Task objective: Would you please return the lines of the entries below starting at the line that has "-> BoxFuture<'a, TransportResult<Vec<UploadedFile>>>" and ending at the line that has "let submitted = batch.files.len();", both included, exactly as they are?

Entries provided:
use std::time::Duration;

use reqwest::header::CONTENT_TYPE;
use reqwest::multipart::{Form, Part};
use snafu::{ResultExt, ensure};
use tracing::debug;

use crate::backend::{BoxFuture, ChatBackend};
use crate::error::{
    BuildClientSnafu, DecodeBodySnafu, EmptyUploadBatchSnafu, NetworkSnafu, NotEventStreamSnafu,
    TransportError, TransportResult, UnexpectedStatusSnafu, UploadCountMismatchSnafu,
    UploadRejectedSnafu, UploadTransportSnafu,
};
use crate::stream::ReplyStream;
use crate::wire::{
    HistoryEnvelope, HistoryMessage, HistoryQuery, ReplyRequest, ReplyResponse, SessionSummary,
    SessionsEnvelope, SessionsQuery, UploadBatch, UploadEnvelope, UploadedFile,
};

pub const DEFAULT_REQUEST_TIMEOUT: Duration = Duration::from_secs(30);
pub const DEFAULT_STREAM_IDLE_TIMEOUT: Duration = Duration::from_secs(120);

#[derive(Debug, Clone)]
pub struct TransportConfig {
    pub base_url: String,
    /// Applies to one-shot calls only. Streamed replies use the idle
    /// timeout instead, since a healthy stream can outlive any fixed
    /// request deadline.
    pub request_timeout: Duration,
    pub stream_idle_timeout: Duration,
}

impl TransportConfig {
    pub fn new(base_url: impl Into<String>) -> Self {
        Self {
            base_url: base_url.into(),
            request_timeout: DEFAULT_REQUEST_TIMEOUT,
            stream_idle_timeout: DEFAULT_STREAM_IDLE_TIMEOUT,
        }
    }
}

/// `ChatBackend` over HTTP, matching the server's REST and SSE surface.
pub struct HttpBackend {
    client: reqwest::Client,
    config: TransportConfig,
}

impl HttpBackend {
    pub fn new(config: TransportConfig) -> TransportResult<Self> {
        let client = reqwest::Client::builder()
            .build()
            .context(BuildClientSnafu { stage: "build_client" })?;
        Ok(Self { client, config })
    }

    fn url(&self, path: &str) -> String {
        join_url(&self.config.base_url, path)
    }

    fn check_status(
        response: &reqwest::Response,
        stage: &'static str,
    ) -> Result<(), TransportError> {
        ensure!(
            response.status().is_success(),
            UnexpectedStatusSnafu {
                stage,
                status: response.status().as_u16(),
            }
        );
        Ok(())
    }
}

fn join_url(base: &str, path: &str) -> String {
    format!("{}/{}", base.trim_end_matches('/'), path.trim_start_matches('/'))
}

/// No partial-success contract: the server must return metadata for every
/// submitted file, in submission order.
fn check_upload_count(
    submitted: usize,
    files: Vec<UploadedFile>,
) -> TransportResult<Vec<UploadedFile>> {
    ensure!(
        files.len() == submitted,
        UploadCountMismatchSnafu {
            submitted,
            returned: files.len(),
        }
    );
    Ok(files)
}

impl ChatBackend for HttpBackend {
    fn request_reply<'a>(
        &'a self,
        request: ReplyRequest,
    ) -> BoxFuture<'a, TransportResult<ReplyResponse>> {
        Box::pin(async move {
            let response = self
                .client
                .post(self.url("/api/chat"))
                .timeout(self.config.request_timeout)
                .json(&request)
                .send()
                .await
                .context(NetworkSnafu { stage: "request_reply" })?;
            Self::check_status(&response, "request_reply")?;
            response
                .json::<ReplyResponse>()
                .await
                .context(DecodeBodySnafu { stage: "request_reply" })
        })
    }

    fn open_reply_stream<'a>(
        &'a self,
        request: ReplyRequest,
    ) -> BoxFuture<'a, TransportResult<ReplyStream>> {
        Box::pin(async move {
            debug!(session_id = %request.session_id, "opening reply stream");
            let response = self
                .client
                .post(self.url("/api/chat/stream"))
                .json(&request)
                .send()
                .await
                .context(NetworkSnafu { stage: "open_reply_stream" })?;
            Self::check_status(&response, "open_reply_stream")?;

            let content_type = response
                .headers()
                .get(CONTENT_TYPE)
                .and_then(|value| value.to_str().ok())
                .unwrap_or("")
                .to_string();
            ensure!(
                content_type.starts_with("text/event-stream"),
                NotEventStreamSnafu { content_type }
            );

            Ok(ReplyStream::from_response(response)
                .with_idle_timeout(self.config.stream_idle_timeout))
        })
    }

    fn upload_attachments<'a>(
        &'a self,
        batch: UploadBatch,
    ) -> BoxFuture<'a, TransportResult<Vec<UploadedFile>>> {
        Box::pin(async move {
            ensure!(!batch.files.is_empty(), EmptyUploadBatchSnafu { stage: "upload" });
            let submitted = batch.files.len();

            let mut form = Form::new()
                .text("session_id", batch.session_id)
                .text("user_id", batch.user_id);
            for file in batch.files {
                let part = Part::bytes(file.bytes)
                    .file_name(file.name)
                    .mime_str(&file.mime_type)
                    .context(UploadTransportSnafu { stage: "upload_part" })?;
                form = form.part("files", part);
            }

            let response = self
                .client
                .post(self.url("/api/upload"))
                .timeout(self.config.request_timeout)
                .multipart(form)
                .send()
                .await
                .context(UploadTransportSnafu { stage: "upload" })?;
            ensure!(
                response.status().is_success(),
                UploadRejectedSnafu {
                    count: submitted,
                    status: response.status().as_u16(),
                }
            );

            let envelope = response
                .json::<UploadEnvelope>()
                .await
                .context(DecodeBodySnafu { stage: "upload" })?;
            check_upload_count(submitted, envelope.files)
        })
    }

    fn chat_history<'a>(
        &'a self,
        query: HistoryQuery,
    ) -> BoxFuture<'a, TransportResult<Vec<HistoryMessage>>> {
        Box::pin(async move {
            let response = self
                .client
                .get(self.url("/api/chat/history"))
                .timeout(self.config.request_timeout)
                .query(&[
                    ("session_id", query.session_id.as_str()),
                    ("user_id", query.user_id.as_str()),
                    ("limit", &query.limit.to_string()),
                ])
                .send()
                .await
                .context(NetworkSnafu { stage: "chat_history" })?;
            Self::check_status(&response, "chat_history")?;
            let envelope = response
                .json::<HistoryEnvelope>()
                .await
                .context(DecodeBodySnafu { stage: "chat_history" })?;
            Ok(envelope.messages)
        })
    }

    fn user_sessions<'a>(
        &'a self,
        query: SessionsQuery,
    ) -> BoxFuture<'a, TransportResult<Vec<SessionSummary>>> {
        Box::pin(async move {
            let response = self
                .client
                .get(self.url("/api/chat/sessions"))
                .timeout(self.config.request_timeout)
                .query(&[
                    ("user_id", query.user_id.as_str()),
                    ("limit", &query.limit.to_string()),
                ])
                .send()
                .await
                .context(NetworkSnafu { stage: "user_sessions" })?;
            Self::check_status(&response, "user_sessions")?;
            let envelope = response
                .json::<SessionsEnvelope>()
                .await
                .context(DecodeBodySnafu { stage: "user_sessions" })?;
            Ok(envelope.sessions)
        })
    }

    fn delete_session<'a>(
        &'a self,
        session_id: &'a str,
        user_id: &'a str,
    ) -> BoxFuture<'a, TransportResult<()>> {
        Box::pin(async move {
            let response = self
                .client
                .delete(self.url(&format!("/api/chat/sessions/{session_id}")))
                .timeout(self.config.request_timeout)
                .query(&[("user_id", user_id)])
                .send()
                .await
                .context(NetworkSnafu { stage: "delete_session" })?;
            Self::check_status(&response, "delete_session")
        })
    }
}

#[cfg(test)]
mod tests {
    use super::*;

    #[test]
    fn join_url_normalizes_slashes() {
        assert_eq!(
            join_url("http://localhost:8000/", "/api/chat"),
            "http://localhost:8000/api/chat"
        );
        assert_eq!(
            join_url("http://localhost:8000", "api/chat"),
            "http://localhost:8000/api/chat"
        );
    }

    #[test]
    fn upload_response_must_list_every_submitted_file() {
        let returned = vec![UploadedFile {
            id: "66f".to_string(),
            original_name: "brief.pdf".to_string(),
            file_type: "application/pdf".to_string(),
            file_size: 4,
            file_path: "/uploads/s1/brief.pdf".to_string(),
            preview_url: None,
        }];

        let accepted = check_upload_count(1, returned.clone()).expect("count matches");
        assert_eq!(accepted.len(), 1);

        let error = check_upload_count(2, returned).expect_err("one file short");
        assert!(matches!(
            error,
            TransportError::UploadCountMismatch {
                submitted: 2,
                returned: 1,
            }
        ));
    }

    #[test]
    fn config_defaults_keep_streams_off_the_request_deadline() {
        let config = TransportConfig::new("http://localhost:8000");
        assert_eq!(config.request_timeout, DEFAULT_REQUEST_TIMEOUT);
        assert!(config.stream_idle_timeout > config.request_timeout);
    }
}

Answer to the exercise:
    ) -> BoxFuture<'a, TransportResult<Vec<UploadedFile>>> {
        Box::pin(async move {
            ensure!(!batch.files.is_empty(), EmptyUploadBatchSnafu { stage: "upload" });
            let submitted = batch.files.len();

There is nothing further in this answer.